The exact latencies for Intels and AMD's processors are listed in the manuals shown in Can Berk Güder's answer. (AMD also has pdf manuals on their own website with the official values)
For (micro-)optimizing tight loops, knowing the latencies for each instruction can help a lot in manually trying to schedule your code. The programmer can make a lot of optimizations that the compiler can't (because the compiler can't guarantee it won't change the meaning of the program).
Of course, this still requires you to know a lot of other details about the CPU, such as how deeply pipelined it is, how many instructions it can issue per cycle, number of execution units and so on. And of course, these numbers vary for different CPU's. But you can often come up with a reasonable average that more or less works for all CPU's.

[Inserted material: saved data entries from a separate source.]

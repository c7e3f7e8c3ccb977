// Domain-layer modules and shared errors/models
pub mod pipeline {
    pub use crate::pipeline::*;
}

pub mod metrics {
    pub use crate::metrics::*;
}

pub mod models {
    pub use crate::models::*;
}

pub mod errors {
    pub use crate::errors::*;
}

It's worth noting though, that it is a lot of work to optimize even a few lines of code at this level. And it is easy to make something that turns out to be a pessimization. Modern CPUs are hugely complicated, and they try extremely hard to get good performance out of bad code. But there are also cases they're unable to handle efficiently, or where you think you're clever and making efficient code, and it turns out to slow the CPU down.
Edit
Looking in Intel's optimization manual, table C-13:
The first column is instruction type, then there is a number of columns for latency for each CPUID. The CPUID indicates which processor family the numbers apply to, and are explained elsewhere in the document. The latency specifies how many cycles it takes before the result of the instruction is available, so this is the number you're looking for.
The throughput columns show how many of this type of instructions can be executed per cycle.
Looking up xchg in this table, we see that depending on the CPU family, it takes 1-3 cycles, and a mov takes 0.5-1 (I haven't looked up what each CPUID means, but I assume the .5 are for Pentium 4, which ran some components of the chip at double speed, allowing it to do things in half cycles)
I don't really see what you plan to use this information for, however, but if you know the exact CPU family the code is running on, then adding up the latency tells you the minimum number of cycles required to execute this sequence of instructions.